### Your objective
Work out how many lines in the data below contain the string "warn", and reply with that figure alone.

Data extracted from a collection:
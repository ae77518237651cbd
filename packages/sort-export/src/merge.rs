//! Concatenation of sorted documents.

use std::path::Path;

use crate::error::Result;
use crate::json::load_document;
use crate::types::Document;

/// Merge documents by concatenating their groups in input order.
///
/// Groups are moved as-is: titles that repeat across (or within) inputs stay
/// separate groups.
///
/// # Examples
/// ```
/// use sort_export::merge::merge;
/// use sort_export::types::{Document, Group};
///
/// let ring1 = Document::new(vec![Group::new("north")]);
/// let ring2 = Document::new(vec![Group::new("north"), Group::new("south")]);
///
/// let combined = merge([ring1, ring2]);
/// assert_eq!(combined.len(), 3);
/// assert!(merge(Vec::<Document>::new()).is_empty());
/// ```
pub fn merge<I>(documents: I) -> Document
where
    I: IntoIterator<Item = Document>,
{
    documents
        .into_iter()
        .flat_map(|doc| doc.groups)
        .collect()
}

/// Load each sorted JSON file in order and merge the results.
///
/// Stops at the first file that cannot be loaded.
pub fn merge_files<P: AsRef<Path>>(paths: &[P]) -> Result<Document> {
    let documents = paths
        .iter()
        .map(|path| load_document(path.as_ref()))
        .collect::<Result<Vec<_>>>()?;

    let merged = merge(documents);

    let duplicates = merged.duplicate_titles();
    if !duplicates.is_empty() {
        tracing::warn!(
            count = duplicates.len(),
            "Merged document repeats titles; groups are kept separate"
        );
    }
    tracing::info!(
        files = paths.len(),
        groups = merged.len(),
        items = merged.item_count(),
        "Merged sorted documents"
    );

    Ok(merged)
}
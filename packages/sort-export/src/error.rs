//! Error types for sort-export.
//!
//! Parsing failures (`MalformedInput`) come from the line-group parser itself;
//! everything that touches the filesystem is attributed to the file involved.

use std::path::{Path, PathBuf};

use thiserror::Error;

/// Main error type for the sort-export library.
#[derive(Debug, Error)]
pub enum SortExportError {
    /// The line sequence violates the block structure.
    #[error("Malformed input at line {line}: {reason}")]
    MalformedInput { line: usize, reason: String },

    /// A text export on disk violates the block structure.
    #[error("Malformed input in {}, line {line}: {reason}", .path.display())]
    MalformedFile {
        path: PathBuf,
        line: usize,
        reason: String,
    },

    /// A sorted JSON document could not be loaded.
    #[error("Cannot read sorted document {}: {reason}", .path.display())]
    SourceRead { path: PathBuf, reason: String },

    /// A path given on the command line is unusable.
    #[error("Invalid path: {0}")]
    InvalidPath(String),

    /// IO error.
    #[error("IO error: {0}")]
    Io(#[from] std::io::Error),

    /// JSON serialization error.
    #[error("JSON serialization failed: {0}")]
    Json(#[from] serde_json::Error),
}

impl SortExportError {
    pub(crate) fn malformed(line: usize, reason: impl Into<String>) -> Self {
        Self::MalformedInput {
            line,
            reason: reason.into(),
        }
    }

    pub(crate) fn source_read(path: &Path, reason: impl ToString) -> Self {
        Self::SourceRead {
            path: path.to_path_buf(),
            reason: reason.to_string(),
        }
    }

    /// Attach a file path to a parser error. Other variants pass through.
    #[must_use]
    pub fn in_file(self, path: &Path) -> Self {
        match self {
            Self::MalformedInput { line, reason } => Self::MalformedFile {
                path: path.to_path_buf(),
                line,
                reason,
            },
            other => other,
        }
    }

    /// Line number of a parse failure, if this is one.
    #[must_use]
    pub fn line(&self) -> Option<usize> {
        match self {
            Self::MalformedInput { line, .. } | Self::MalformedFile { line, .. } => Some(*line),
            _ => None,
        }
    }
}

/// Result type alias for sort-export operations.
pub type Result<T> = std::result::Result<T, SortExportError>;
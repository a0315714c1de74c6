use std::sync::atomic::{AtomicU64, Ordering};
use std::time::Instant;

use parking_lot::Mutex;
use serde::Serialize;

/// Counters shared between the render worker and the presenter.
#[derive(Debug)]
pub struct StatsRecorder {
    rendered: AtomicU64,
    cancelled: AtomicU64,
    presented: AtomicU64,
    deferred: AtomicU64,
    discarded: AtomicU64,
    leaked_drawables: AtomicU64,
    render_micros_total: AtomicU64,
    render_micros_last: AtomicU64,
    started: Mutex<Option<Instant>>,
}

impl Default for StatsRecorder {
    fn default() -> Self {
        Self {
            rendered: AtomicU64::new(0),
            cancelled: AtomicU64::new(0),
            presented: AtomicU64::new(0),
            deferred: AtomicU64::new(0),
            discarded: AtomicU64::new(0),
            leaked_drawables: AtomicU64::new(0),
            render_micros_total: AtomicU64::new(0),
            render_micros_last: AtomicU64::new(0),
            started: Mutex::new(None),
        }
    }
}

impl StatsRecorder {
    pub fn new() -> Self {
        Self::default()
    }

    pub fn frame_rendered(&self, took: std::time::Duration) {
        let micros = took.as_micros() as u64;
        self.rendered.fetch_add(1, Ordering::Relaxed);
        self.render_micros_total.fetch_add(micros, Ordering::Relaxed);
        self.render_micros_last.store(micros, Ordering::Relaxed);
    }

    pub fn render_cancelled(&self) {
        self.cancelled.fetch_add(1, Ordering::Relaxed);
    }

    pub fn frame_presented(&self) {
        self.started.lock().get_or_insert_with(Instant::now);
        self.presented.fetch_add(1, Ordering::Relaxed);
    }

    pub fn frame_deferred(&self) {
        self.deferred.fetch_add(1, Ordering::Relaxed);
    }

    pub fn frame_discarded(&self) {
        self.discarded.fetch_add(1, Ordering::Relaxed);
    }

    pub fn drawable_leaked(&self) {
        self.leaked_drawables.fetch_add(1, Ordering::Relaxed);
    }

    pub fn presented(&self) -> u64 {
        self.presented.load(Ordering::Relaxed)
    }

    pub fn rendered(&self) -> u64 {
        self.rendered.load(Ordering::Relaxed)
    }

    pub fn snapshot(&self) -> PlaybackStats {
        let rendered = self.rendered.load(Ordering::Relaxed);
        let presented = self.presented.load(Ordering::Relaxed);
        let total = self.render_micros_total.load(Ordering::Relaxed);
        let avg_render_ms = if rendered > 0 {
            total as f64 / rendered as f64 / 1000.0
        } else {
            0.0
        };
        let presented_fps = match *self.started.lock() {
            Some(started) => {
                let secs = started.elapsed().as_secs_f64();
                if secs > 0.0 && presented > 1 {
                    (presented - 1) as f64 / secs
                } else {
                    0.0
                }
            }
            None => 0.0,
        };
        PlaybackStats {
            frames_rendered: rendered,
            frames_cancelled: self.cancelled.load(Ordering::Relaxed),
            frames_presented: presented,
            frames_deferred: self.deferred.load(Ordering::Relaxed),
            frames_discarded: self.discarded.load(Ordering::Relaxed),
            leaked_drawables: self.leaked_drawables.load(Ordering::Relaxed),
            last_render_ms: self.render_micros_last.load(Ordering::Relaxed) as f64 / 1000.0,
            avg_render_ms,
            presented_fps,
            ..PlaybackStats::default()
        }
    }
}

/// A point-in-time view of playback, as reported to callers.
#[derive(Debug, Clone, Default, Serialize)]
pub struct PlaybackStats {
    pub backend: String,
    pub failovers: u32,
    pub frames_rendered: u64,
    pub frames_cancelled: u64,
    pub frames_presented: u64,
    /// Cycles where no drawable was available.
    pub frames_deferred: u64,
    /// Frames dropped because the output was resized under them.
    pub frames_discarded: u64,
    pub leaked_drawables: u64,
    pub last_render_ms: f64,
    pub avg_render_ms: f64,
    pub presented_fps: f64,
    pub current_frame: u64,
    pub total_frames: u64,
    pub elapsed: String,
    pub duration: String,
    pub completed_loops: u64,
    pub playback_rate: f64,
    pub repeat_mode: String,
    pub paused: bool,
}
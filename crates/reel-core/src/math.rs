use serde::{Deserialize, Serialize};

/// A 2D size.
#[derive(Debug, Clone, Copy, PartialEq, Serialize, Deserialize)]
pub struct Size2D {
    pub width: f64,
    pub height: f64,
}

impl Size2D {
    pub fn new(width: f64, height: f64) -> Self {
        Self { width, height }
    }

    /// Compute the aspect ratio (width / height).
    pub fn aspect_ratio(&self) -> f64 {
        if self.height == 0.0 {
            return 0.0;
        }
        self.width / self.height
    }

    pub fn is_empty(&self) -> bool {
        self.width <= 0.0 || self.height <= 0.0
    }
}

/// Uniform scale-to-fit placement of content inside an output area.
///
/// Content keeps its aspect ratio and is centered; the bars on either
/// side (or above and below) belong to the output's clear color. Both
/// the GPU and software paths place frames through this one computation.
#[derive(Debug, Clone, Copy, PartialEq)]
pub struct Letterbox {
    pub scale: f64,
    pub offset_x: f64,
    pub offset_y: f64,
}

impl Letterbox {
    /// Fit `content` into `output`. Degenerate sizes yield a zero scale,
    /// which paints nothing but the clear color.
    pub fn fit(content: Size2D, output: Size2D) -> Self {
        if content.is_empty() || output.is_empty() {
            return Self {
                scale: 0.0,
                offset_x: 0.0,
                offset_y: 0.0,
            };
        }
        let scale = (output.width / content.width).min(output.height / content.height);
        Self {
            scale,
            offset_x: (output.width - content.width * scale) / 2.0,
            offset_y: (output.height - content.height * scale) / 2.0,
        }
    }

    /// Map a point in output pixels back to content coordinates.
    pub fn to_content(&self, x: f64, y: f64) -> (f64, f64) {
        if self.scale == 0.0 {
            return (f64::NAN, f64::NAN);
        }
        ((x - self.offset_x) / self.scale, (y - self.offset_y) / self.scale)
    }
}

#[cfg(test)]
mod tests {
    use super::*;

    #[test]
    fn test_size_aspect_ratio() {
        let s = Size2D::new(1920.0, 1080.0);
        assert!((s.aspect_ratio() - 16.0 / 9.0).abs() < 0.01);
    }

    #[test]
    fn test_letterbox_pillarbox() {
        // 4:3 content in a 16:9 output: bars on the left and right.
        let lb = Letterbox::fit(Size2D::new(400.0, 300.0), Size2D::new(1600.0, 900.0));
        assert!((lb.scale - 3.0).abs() < 1e-9);
        assert!((lb.offset_x - 200.0).abs() < 1e-9);
        assert!(lb.offset_y.abs() < 1e-9);
    }

    #[test]
    fn test_letterbox_bars_top_bottom() {
        let lb = Letterbox::fit(Size2D::new(200.0, 100.0), Size2D::new(100.0, 100.0));
        assert!((lb.scale - 0.5).abs() < 1e-9);
        assert!(lb.offset_x.abs() < 1e-9);
        assert!((lb.offset_y - 25.0).abs() < 1e-9);
    }

    #[test]
    fn test_letterbox_round_trip_point() {
        let lb = Letterbox::fit(Size2D::new(100.0, 100.0), Size2D::new(300.0, 200.0));
        let (cx, cy) = lb.to_content(150.0, 100.0);
        assert!((cx - 50.0).abs() < 1e-9);
        assert!((cy - 50.0).abs() < 1e-9);
    }

    #[test]
    fn test_letterbox_degenerate() {
        let lb = Letterbox::fit(Size2D::new(0.0, 100.0), Size2D::new(300.0, 200.0));
        assert_eq!(lb.scale, 0.0);
        assert!(lb.to_content(1.0, 1.0).0.is_nan());
    }
}
//! # reel-ir
//!
//! The Reel animation model: documents made of vector elements plus the
//! SMIL-style attribute animations that drive them.
//!
//! Documents are parsed and validated once at load. The resulting
//! [`AnimationDirective`]s are immutable, and the [`Timeline`] evaluates
//! them as a pure function of elapsed time.

pub mod animation;
pub mod document;
pub mod parse;
pub mod timeline;
pub mod validate;
pub mod value;

pub use animation::{AnimationDirective, CalcMode, DirectiveSpec, FillMode, KeySpline, RepeatCount};
pub use document::{AnimationDocument, Element, ElementKind, RawAnimation};
pub use parse::{compile_animations, load_document};
pub use timeline::{AttributeOverrides, RepeatMode, Timeline, TimelineSnapshot};
pub use validate::{ensure_valid, validate_document};
pub use value::AttributeValue;
impl PresentBackend for BrokenSoftware {
    fn kind(&self) -> BackendKind {
        BackendKind::Software
    }

    fn name(&self) -> &str {
        "broken-software"
    }

    fn initialize(&mut self, _target: &OutputTarget) -> ReelResult<()> {
        Err(ReelError::BackendInit("no framebuffer".into()))
    }

    fn acquire_drawable(&mut self) -> ReelResult<Acquire> {
        Ok(Acquire::Unavailable)
    }

    fn present(&mut self, _drawable: Drawable, _frame: &FrameBuffer) -> ReelResult<()> {
        Ok(())
    }

    fn discard(&mut self, _drawable: Drawable) {}

    fn resize(&mut self, _width: u32, _height: u32) -> ReelResult<()> {
        Ok(())
    }

    fn set_vsync(&mut self, _enabled: bool) -> ReelResult<()> {
        Ok(())
    }

    fn synchronize(&mut self) -> ReelResult<()> {
        Ok(())
    }

    fn read_back(&mut self) -> ReelResult<Option<FrameBuffer>> {
        Ok(None)
    }

    fn teardown(&mut self) {}
}

/// A GPU path whose initialization always fails.
struct BrokenGpu;

impl PresentBackend for BrokenGpu {
    fn kind(&self) -> BackendKind {
        BackendKind::Gpu
    }

    fn name(&self) -> &str {
        "broken-gpu"
    }

    fn initialize(&mut self, _target: &OutputTarget) -> ReelResult<()> {
        Err(ReelError::BackendInit("no adapter".into()))
    }

    fn acquire_drawable(&mut self) -> ReelResult<Acquire> {
        Ok(Acquire::Unavailable)
    }

    fn present(&mut self, _drawable: Drawable, _frame: &FrameBuffer) -> ReelResult<()> {
        Ok(())
    }

    fn discard(&mut self, _drawable: Drawable) {}

    fn resize(&mut self, _width: u32, _height: u32) -> ReelResult<()> {
        Ok(())
    }

    fn set_vsync(&mut self, _enabled: bool) -> ReelResult<()> {
        Ok(())
    }

    fn synchronize(&mut self) -> ReelResult<()> {
        Ok(())
    }

    fn read_back(&mut self) -> ReelResult<Option<FrameBuffer>> {
        Ok(None)
    }

    fn teardown(&mut self) {}
}

struct TestBackends {
    gpu_unavailable: Arc<AtomicU32>,
    gpu_sink: Arc<MemorySink>,
    gpu_init_fails: bool,
    software_broken: bool,
    software_created: Arc<AtomicBool>,
}

impl TestBackends {
    fn new(gpu_unavailable: u32) -> Self {
        Self {
            gpu_unavailable: Arc::new(AtomicU32::new(gpu_unavailable)),
            gpu_sink: Arc::new(MemorySink::new()),
            gpu_init_fails: false,
            software_broken: false,
            software_created: Arc::new(AtomicBool::new(false)),
        }
    }
}

impl BackendFactory for TestBackends {
    fn create(&mut self, kind: BackendKind) -> Box<dyn PresentBackend> {
        match kind {
            BackendKind::Gpu if self.gpu_init_fails => Box::new(BrokenGpu),
            BackendKind::Gpu => Box::new(ScriptedGpu {
                unavailable: Arc::clone(&self.gpu_unavailable),
                sink: Arc::clone(&self.gpu_sink),
            }),
            BackendKind::Software => {
                self.software_created.store(true, Ordering::SeqCst);
                if self.software_broken {
                    Box::new(BrokenSoftware)
                } else {
                    Box::new(SoftwareBackend::new())
                }
            }
        }
    }
}
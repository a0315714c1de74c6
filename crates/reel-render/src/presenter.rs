//! The presentation loop: one call to [`Presenter::cycle`] moves at most
//! one ready frame onto the screen, and routes drawable failures through
//! the failover controller.

use std::collections::VecDeque;
use std::sync::Arc;

use reel_core::{BackendPreference, FrameBuffer, ReelError, ReelResult};

use crate::backend::{BackendFactory, BackendKind, OutputTarget};
use crate::failover::{BackendState, FailoverAction, FailoverController};
use crate::lifecycle::{BackendManager, ShutdownGate};
use crate::player::PlayerEvent;
use crate::pool::{FramePool, FrameSlot, SlotState};
use crate::stats::StatsRecorder;

#[derive(Debug, Clone, Copy, PartialEq, Eq)]
pub enum CycleOutcome {
    /// A frame reached the screen.
    Presented,
    /// No frame was ready.
    Idle,
    /// A frame was ready but no drawable was; it stays queued.
    Deferred,
    /// The frame predated a resize and was dropped.
    Discarded,
    /// Presentation moved from GPU to software this cycle.
    FailedOver,
    /// Presentation has stopped for good.
    Halted,
}

pub struct Presenter {
    manager: BackendManager,
    failover: FailoverController,
    factory: Box<dyn BackendFactory>,
    stats: Arc<StatsRecorder>,
    events: VecDeque<PlayerEvent>,
}

impl Presenter {
    pub fn new(
        target: OutputTarget,
        gate: ShutdownGate,
        factory: Box<dyn BackendFactory>,
        threshold: u32,
        stats: Arc<StatsRecorder>,
    ) -> Self {
        Self {
            manager: BackendManager::new(target, gate),
            failover: FailoverController::new(threshold),
            factory,
            stats,
            events: VecDeque::new(),
        }
    }

    /// Bring up the first backend. A GPU that fails to initialize falls
    /// back to software straight away.
    pub fn start(&mut self, preference: BackendPreference) -> ReelResult<BackendKind> {
        let first = match preference {
            BackendPreference::Software => BackendKind::Software,
            BackendPreference::Auto | BackendPreference::Gpu => BackendKind::Gpu,
        };
        match self.activate(first) {
            Ok(()) => Ok(first),
            Err(e) if first == BackendKind::Gpu => {
                tracing::warn!("GPU presentation unavailable, using software: {}", e);
                self.failover.record_fault(BackendKind::Gpu);
                self.events.push_back(PlayerEvent::Degrading {
                    from: BackendKind::Gpu,
                    reason: e.to_string(),
                });
                match self.activate(BackendKind::Software) {
                    Ok(()) => Ok(BackendKind::Software),
                    Err(e) => Err(self.halted(format!("software presentation failed: {}", e))),
                }
            }
            Err(e) => Err(self.halted(format!("software presentation failed: {}", e))),
        }
    }

    fn activate(&mut self, kind: BackendKind) -> ReelResult<()> {
        let backend = self.factory.create(kind);
        self.manager.install(backend)?;
        self.failover.activated(kind);
        self.events.push_back(PlayerEvent::BackendActivated(kind));
        Ok(())
    }

    pub fn state(&self) -> BackendState {
        self.failover.state()
    }

    pub fn failovers(&self) -> u32 {
        self.failover.failovers()
    }

    pub fn consecutive_failures(&self) -> u32 {
        self.failover.consecutive_failures()
    }

    pub fn backend_name(&self) -> Option<&str> {
        self.manager.backend_name()
    }

    pub fn take_events(&mut self) -> impl Iterator<Item = PlayerEvent> + '_ {
        self.events.drain(..)
    }

    /// Present at most one ready frame.
    ///
    /// Returns `Err` exactly once, with the terminal
    /// [`ReelError::BackendFailed`], when presentation halts; later calls
    /// report [`CycleOutcome::Halted`].
    pub fn cycle(&mut self, pool: &FramePool) -> ReelResult<CycleOutcome> {
        if self.failover.state().is_failed() {
            return Ok(CycleOutcome::Halted);
        }
        if self.manager.begin_frame() {
            self.stats.drawable_leaked();
        }

        let Some(slot) = pool.acquire_ready() else {
            return Ok(CycleOutcome::Idle);
        };

        let drawable = match self.manager.acquire_drawable() {
            Ok(drawable) => drawable,
            Err(ReelError::DrawableUnavailable) => {
                pool.release(slot, SlotState::ReadyToPresent)?;
                self.stats.frame_deferred();
                tracing::trace!(
                    failures = self.failover.consecutive_failures() + 1,
                    "no drawable available"
                );
                return match self.failover.record_unavailable() {
                    FailoverAction::None => Ok(CycleOutcome::Deferred),
                    FailoverAction::SwitchToSoftware => {
                        self.fail_over("drawable failure threshold reached")
                    }
                    FailoverAction::Halt => Err(self.halted(
                        "software presentation kept failing to provide drawables".into(),
                    )),
                };
            }
            Err(e) => {
                pool.release(slot, SlotState::ReadyToPresent)?;
                return self.fault(e);
            }
        };

        if let Err(e) = ensure_current(pool, &slot) {
            tracing::debug!("{}; dropping frame", e);
            self.manager.discard(drawable);
            pool.release(slot, SlotState::Free)?;
            self.stats.frame_discarded();
            return Ok(CycleOutcome::Discarded);
        }

        match self.manager.present(drawable, &slot.buffer) {
            Ok(()) => {
                self.failover.record_success();
                self.stats.frame_presented();
                tracing::trace!(
                    elapsed = slot.elapsed.as_seconds(),
                    revision = slot.revision,
                    "frame presented"
                );
                pool.release(slot, SlotState::Free)?;
                Ok(CycleOutcome::Presented)
            }
            Err(e) => {
                pool.release(slot, SlotState::ReadyToPresent)?;
                self.fault(e)
            }
        }
    }

    fn fault(&mut self, error: ReelError) -> ReelResult<CycleOutcome> {
        let Some(kind) = self.manager.kind() else {
            return Err(error);
        };
        tracing::error!(backend = %kind, "presentation fault: {}", error);
        match self.failover.record_fault(kind) {
            FailoverAction::SwitchToSoftware => self.fail_over(&error.to_string()),
            FailoverAction::Halt | FailoverAction::None => Err(self.halted(error.to_string())),
        }
    }

    fn fail_over(&mut self, reason: &str) -> ReelResult<CycleOutcome> {
        tracing::warn!("leaving GPU presentation: {}", reason);
        self.events.push_back(PlayerEvent::Degrading {
            from: BackendKind::Gpu,
            reason: reason.to_string(),
        });
        self.manager.release_backend();
        match self.activate(BackendKind::Software) {
            Ok(()) => Ok(CycleOutcome::FailedOver),
            Err(e) => Err(self.halted(format!("software presentation failed: {}", e))),
        }
    }

    /// Enter the terminal state and build its one error.
    fn halted(&mut self, reason: String) -> ReelError {
        self.failover.halt();
        self.manager.release_backend();
        tracing::error!("presentation halted: {}", reason);
        self.events.push_back(PlayerEvent::Halted {
            reason: reason.clone(),
        });
        ReelError::BackendFailed(reason)
    }

    pub fn resize(&mut self, width: u32, height: u32) -> ReelResult<()> {
        self.manager.resize(width, height)
    }

    pub fn set_vsync(&mut self, enabled: bool) -> ReelResult<()> {
        self.manager.set_vsync(enabled)
    }

    /// Synchronize with the backend and read back the last presented frame.
    pub fn screenshot(&mut self) -> ReelResult<FrameBuffer> {
        if self.failover.state().is_failed() {
            return Err(ReelError::BackendFailed("presentation has halted".into()));
        }
        self.manager
            .screenshot()?
            .ok_or_else(|| ReelError::InvalidArgument("no frame has been presented yet".into()))
    }

    pub fn teardown(&mut self) {
        self.manager.teardown();
    }
}

impl std::fmt::Debug for Presenter {
    fn fmt(&self, f: &mut std::fmt::Formatter<'_>) -> std::fmt::Result {
        f.debug_struct("Presenter")
            .field("manager", &self.manager)
            .field("failover", &self.failover)
            .finish()
    }
}

fn ensure_current(pool: &FramePool, slot: &FrameSlot) -> ReelResult<()> {
    if pool.is_current(slot) {
        Ok(())
    } else {
        Err(ReelError::ResizeRace)
    }
}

### Reply
3